= Park of Sculpture of the European Cultural Centre of Delphi =

The Park of Sculpture of the European Cultural Centre of Delphi is a park located in Delphi, Phocis in Greece, which is dedicated to the international sculpture.

==History==
The first thoughts on the establishment of the International Sculpture Park in Delphi started in the mid 1980s. More specifically, the creation of an International Park of Sculpture and International Gallery of Delphi were provided under the International Art Programme. Under the original proposal, the Park of Sculpture "would be an open-air museum of international contemporary sculpture that will be regularly updated [...]. At the same time it would be a multifaceted example to restore the lost balance and harmony in the triad: City, Art and Nature."

==Description==
The first artwork of the Park of Sculpture was the emblematic work Shield (Athens 1986) by George Zongolopoulos, a water-powered sculpture of stainless metal, which is situated in the main entrance of the Conference Centre.
The work, which was donated by the artist to the Centre of Delphi, was acquired in 1989 during the Second International Meeting on Fine Arts "The position of Fine Arts in today's societies", Delphi 25–28 August 1989.

The official opening of the Park of Sculpture took place on August 21, 1994 at the International Meeting of Sculpture, curated by Sania Papa, art theorist. Eleven renowned European artists participated creating as many projects.
The artists and their assistants stayed in Delphi for three weeks and constructed their works in situ with materials of the region. These works are:
ENDLESS PILLAR by Costas Varotsos
IDOLOLATRY by Lydia Venieri
SARAJEVO by Michel Gerard
ALTAR by Alfredo Romano
OMFALOS by Theodoulos Griroriou
MODERN TOMB, by Patrick Reynaud
PYTHON by Costas Tsoklis
BLIND INCIDENTAL by Manuel Saiz

The only exceptions were three projects that were not constructed in situ: the work MMXD 3010, I-ΙΙ-ΙΙΙ by Jason Molfessis, a steel construction manufactured in a factory in Aspropyrgos and then transferred to Delphi as well as an interior steel sculpture THE MEETING POINT OF THE SANCTUARY & OF THE THEATRE AT THE BOTTOM OF THE SEA by Panayiotis Tanimanidis, and ARCHAIC CONSTRUCTIONS by Nikos Alexiou, interior work made of reed, papyrus and plexiglas, made at the artists’ workshops in Athens.

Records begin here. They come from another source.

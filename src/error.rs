//! Error types for the composite filesystem.

use std::path::PathBuf;

/// Filesystem error type with contextual variants.
///
/// All error variants include relevant context (path, operation) where applicable.
/// Uses `#[non_exhaustive]` for forward compatibility.
///
/// Only [`FsError::NotFound`] is ever absorbed by the composite (it means "try
/// the next layer"). Every other variant aborts the call it came from.
///
/// # Examples
///
/// ```rust
/// use anyfs_composite::FsError;
/// use std::path::PathBuf;
///
/// let err = FsError::NotFound { path: PathBuf::from("/missing") };
/// assert!(err.to_string().contains("/missing"));
/// assert!(err.is_not_found());
/// ```
#[non_exhaustive]
#[derive(Debug, thiserror::Error)]
pub enum FsError {
    // Path/File Errors
    /// Path does not exist.
    #[error("not found: {path}")]
    NotFound {
        /// The path that was not found.
        path: PathBuf,
    },

    /// Path already exists when it shouldn't.
    #[error("{operation}: already exists: {path}")]
    AlreadyExists {
        /// The path that already exists.
        path: PathBuf,
        /// The operation that failed.
        operation: &'static str,
    },

    /// Expected a file but found something else.
    #[error("not a file: {path}")]
    NotAFile {
        /// The path that is not a file.
        path: PathBuf,
    },

    /// Expected a directory but found something else.
    #[error("not a directory: {path}")]
    NotADirectory {
        /// The path that is not a directory.
        path: PathBuf,
    },

    /// Directory is not empty when it should be.
    #[error("directory not empty: {path}")]
    DirectoryNotEmpty {
        /// The path to the non-empty directory.
        path: PathBuf,
    },

    // Permission/Access Errors
    /// Permission denied for operation.
    ///
    /// Every mutation attempted on a read-only composite ends here.
    #[error("{operation}: permission denied: {path}")]
    PermissionDenied {
        /// The path where permission was denied.
        path: PathBuf,
        /// The operation that was denied.
        operation: &'static str,
    },

    // Backend/Operation Errors
    /// Operation is not supported by this filesystem or handle.
    #[error("operation not supported: {operation}")]
    NotSupported {
        /// The unsupported operation.
        operation: &'static str,
    },

    /// A layer failed to resolve the real path of a logical name.
    #[error("{operation} {name}: path resolution failed: {source}")]
    PathResolution {
        /// The operation that needed the real path.
        operation: &'static str,
        /// The logical name that could not be resolved.
        name: String,
        /// The error reported by the layer.
        #[source]
        source: Box<FsError>,
    },

    /// A composite was constructed from an unusable layer list.
    #[error("invalid configuration: {reason}")]
    InvalidConfiguration {
        /// What is wrong with the configuration.
        reason: String,
    },

    /// Generic backend error.
    #[error("backend error: {0}")]
    Backend(String),

    /// Deserialization error.
    #[error("deserialization error: {0}")]
    Deserialization(String),

    /// I/O error with context.
    #[error("{operation} failed for {path}: {source}")]
    Io {
        /// The operation that failed.
        operation: &'static str,
        /// The path involved in the operation.
        path: PathBuf,
        /// The underlying I/O error.
        #[source]
        source: std::io::Error,
    },
}

impl FsError {
    /// Returns `true` for [`FsError::NotFound`].
    #[inline]
    pub fn is_not_found(&self) -> bool {
        matches!(self, FsError::NotFound { .. })
    }

    /// Convert an I/O error, attaching the operation and path it belongs to.
    ///
    /// Common [`std::io::ErrorKind`]s map onto the matching variants.
    pub fn from_io(
        operation: &'static str,
        path: impl Into<PathBuf>,
        error: std::io::Error,
    ) -> Self {
        let path = path.into();
        match error.kind() {
            std::io::ErrorKind::NotFound => FsError::NotFound { path },
            std::io::ErrorKind::PermissionDenied => FsError::PermissionDenied { path, operation },
            std::io::ErrorKind::AlreadyExists => FsError::AlreadyExists { path, operation },
            _ => FsError::Io {
                operation,
                path,
                source: error,
            },
        }
    }

    /// Wrap this error as an [`std::io::Error`] for `Read`/`Seek` impls.
    pub(crate) fn into_io(self) -> std::io::Error {
        let kind = match &self {
            FsError::NotFound { .. } => std::io::ErrorKind::NotFound,
            FsError::PermissionDenied { .. } => std::io::ErrorKind::PermissionDenied,
            FsError::NotSupported { .. } => std::io::ErrorKind::Unsupported,
            _ => std::io::ErrorKind::Other,
        };
        std::io::Error::new(kind, self)
    }
}

impl From<std::io::Error> for FsError {
    fn from(error: std::io::Error) -> Self {
        FsError::from_io("io", PathBuf::new(), error)
    }
}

New sculptures by artists who stayed and worked in Delphi, exhibitions, gifts and purchases of symbolic price were added in the basic core the following years. These are:

DELPHIC SPIRIT by Aristeidis Patsoglou
SPHINX 2 by Theodoros (Papadimitriou)
HOMMAGE A APOLLON – photovoltaic work of art by Takis
APOLLO'S MIRROR by Masaaki Noda
APOLLO'S MIRROR II by Masaaki Noda
TRIBUTE TO APOLLO, interior construction by Takis
COLUMN by Yannis Parmakelis
COLUMNS (2005) by Costas Tsoklis
PRESENCE by Stephen Antonakos
THE GOD SLEEPS IN THE STONES by Patrizia Molinari
TOMB by Vana Xenou
AIAKOS, by Venia Dimitrakopoulou
SHIELD – MONUMENT by Takis Tastsioglou.